The flexibility of home-based education

In preparing research for my PhD dissertation, one of the participants in an interview made the following statement:

“… over the years we went through times of more flexibility in academic learning.  At times we were less academic, and more kinaesthetic.  In town we sometimes reverted to natural learning.  We went backwards and forwards in methods.  Over time we saw that development of character was critical; the development of godly character.”

This is one of the most powerful features of a home-based education: total flexibility.  Parents need to be deschooled, and that takes time.  The home-based journey may begin looking a bit (or a lot) like school, while confidence is being built.  However, everyone learns together, and if there is constant communication, instruction modes and ways of learning can be trialled, embraced or laid down for a time.

There are many, many ways of teaching that parents can study, trial and consider the benefit of for specific children, for specific learning objectives, for specific seasons of learning.  No one style is better than another, and all of them can sometimes be a wrong fit in a particular context, but a right fit in a totally different context.

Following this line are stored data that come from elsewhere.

use std::convert::Infallible;
use std::io::Write;
use std::path::Path;

use anyhow::{Context, Result};
use chatmark_domain::{ChatMessage, Conversation};
use chatmark_eventsource::into_fragments;
use chatmark_markdown_stream::SpanStyler;
use chatmark_provider::ChatProvider;
use chatmark_stream::{SchedulePolicy, StreamSession};
use futures::StreamExt;
use futures::stream::{self, BoxStream};
use tokio::io::{AsyncBufRead, AsyncBufReadExt, BufReader};
use tracing::{debug, info};

use crate::cli::Cli;
use crate::stream_renderer::TerminalSink;

const INPUT_PROMPT: &str = "> ";

/// Terminal front end: turns prompts into rendered replies and keeps the
/// conversation of this run.
pub struct UI<P, W, S> {
    provider: P,
    policy: SchedulePolicy,
    conversation: Conversation,
    sink: TerminalSink<W, S>,
}

impl<P: ChatProvider, W: Write, S: SpanStyler> UI<P, W, S> {
    pub fn new(provider: P, policy: SchedulePolicy, sink: TerminalSink<W, S>) -> Self {
        Self { provider, policy, conversation: Conversation::default(), sink }
    }

    pub fn conversation(&self) -> &Conversation {
        &self.conversation
    }

    pub fn sink(&self) -> &TerminalSink<W, S> {
        &self.sink
    }

    pub async fn run(&mut self, cli: &Cli) -> Result<()> {
        let streaming = !cli.no_stream;
        if let Some(path) = &cli.replay {
            return self.replay(path).await;
        }
        if let Some(prompt) = &cli.prompt {
            self.exchange(prompt, streaming).await?;
            return Ok(());
        }

        let input = BufReader::new(tokio::io::stdin());
        self.interactive(input, streaming).await
    }

    /// Read prompts line by line until end of input, `exit`/`quit` or
    /// Ctrl-C at the prompt.
    pub async fn interactive<R>(&mut self, input: R, streaming: bool) -> Result<()>
    where
        R: AsyncBufRead + Unpin,
    {
        let mut lines = input.lines();
        loop {
            self.sink.write_text(INPUT_PROMPT)?;
            let line = tokio::select! {
                line = lines.next_line() => line.context("Failed to read input")?,
                _ = tokio::signal::ctrl_c() => None,
            };
            let Some(line) = line else {
                self.sink.write_text("\n")?;
                break;
            };

            let prompt = line.trim();
            if prompt.is_empty() {
                continue;
            }
            if matches!(prompt, "exit" | "quit") {
                break;
            }
            self.exchange(prompt, streaming).await?;
        }
        Ok(())
    }

    /// Send one prompt and render the reply. Returns the reply text, or
    /// `None` if the exchange was cancelled; only completed exchanges join
    /// the conversation.
    pub async fn exchange(&mut self, prompt: &str, streaming: bool) -> Result<Option<String>> {
        let history = self.conversation.messages();
        let fragments = if streaming {
            self.provider.chat_stream(history, prompt).await
        } else {
            let reply = self.provider.complete(history, prompt).await;
            stream::once(async move { reply }).boxed()
        };

        let reply = self.render(fragments).await?;
        if let Some(reply) = &reply {
            self.conversation.push(ChatMessage::user(prompt));
            self.conversation.push(ChatMessage::assistant(reply.as_str()));
            debug!(messages = self.conversation.len(), "Exchange complete");
        }
        Ok(reply)
    }

    /// Render a recorded event-stream file as if it arrived from upstream.
    pub async fn replay(&mut self, path: &Path) -> Result<()> {
        let content = tokio::fs::read_to_string(path)
            .await
            .with_context(|| format!("Failed to read replay file {}", path.display()))?;
        let lines: Vec<Result<String, Infallible>> =
            content.lines().map(|line| Ok(line.to_string())).collect();

        self.render(into_fragments(stream::iter(lines)).boxed()).await?;
        Ok(())
    }

    async fn render(&mut self, fragments: BoxStream<'static, String>) -> Result<Option<String>> {
        let outcome = {
            let session = StreamSession::new(self.policy.clone(), &mut self.sink);
            tokio::select! {
                outcome = session.run(fragments) => Some(outcome),
                _ = tokio::signal::ctrl_c() => None,
            }
        };

        match outcome {
            Some(outcome) => {
                debug!(
                    fragments = outcome.fragments,
                    reparses = outcome.reparses,
                    "Message complete"
                );
                Ok(Some(outcome.text))
            }
            None => {
                info!("Message cancelled");
                self.sink.finish()?;
                Ok(None)
            }
        }
    }
}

Above all else, it has to be kept in mind that the objective is character development.  Listen to the children.  Children love learning, and if they are not loving the experience, work out why.  Is it an instructional misfit?  Are they not ready for that phase of learning?  Are they bored and need a fresh approach to the same thing?  Are they simply having a bad day, and need a big hug, a break from it all, and an opportunity to make a fresh start after a good, long sleep.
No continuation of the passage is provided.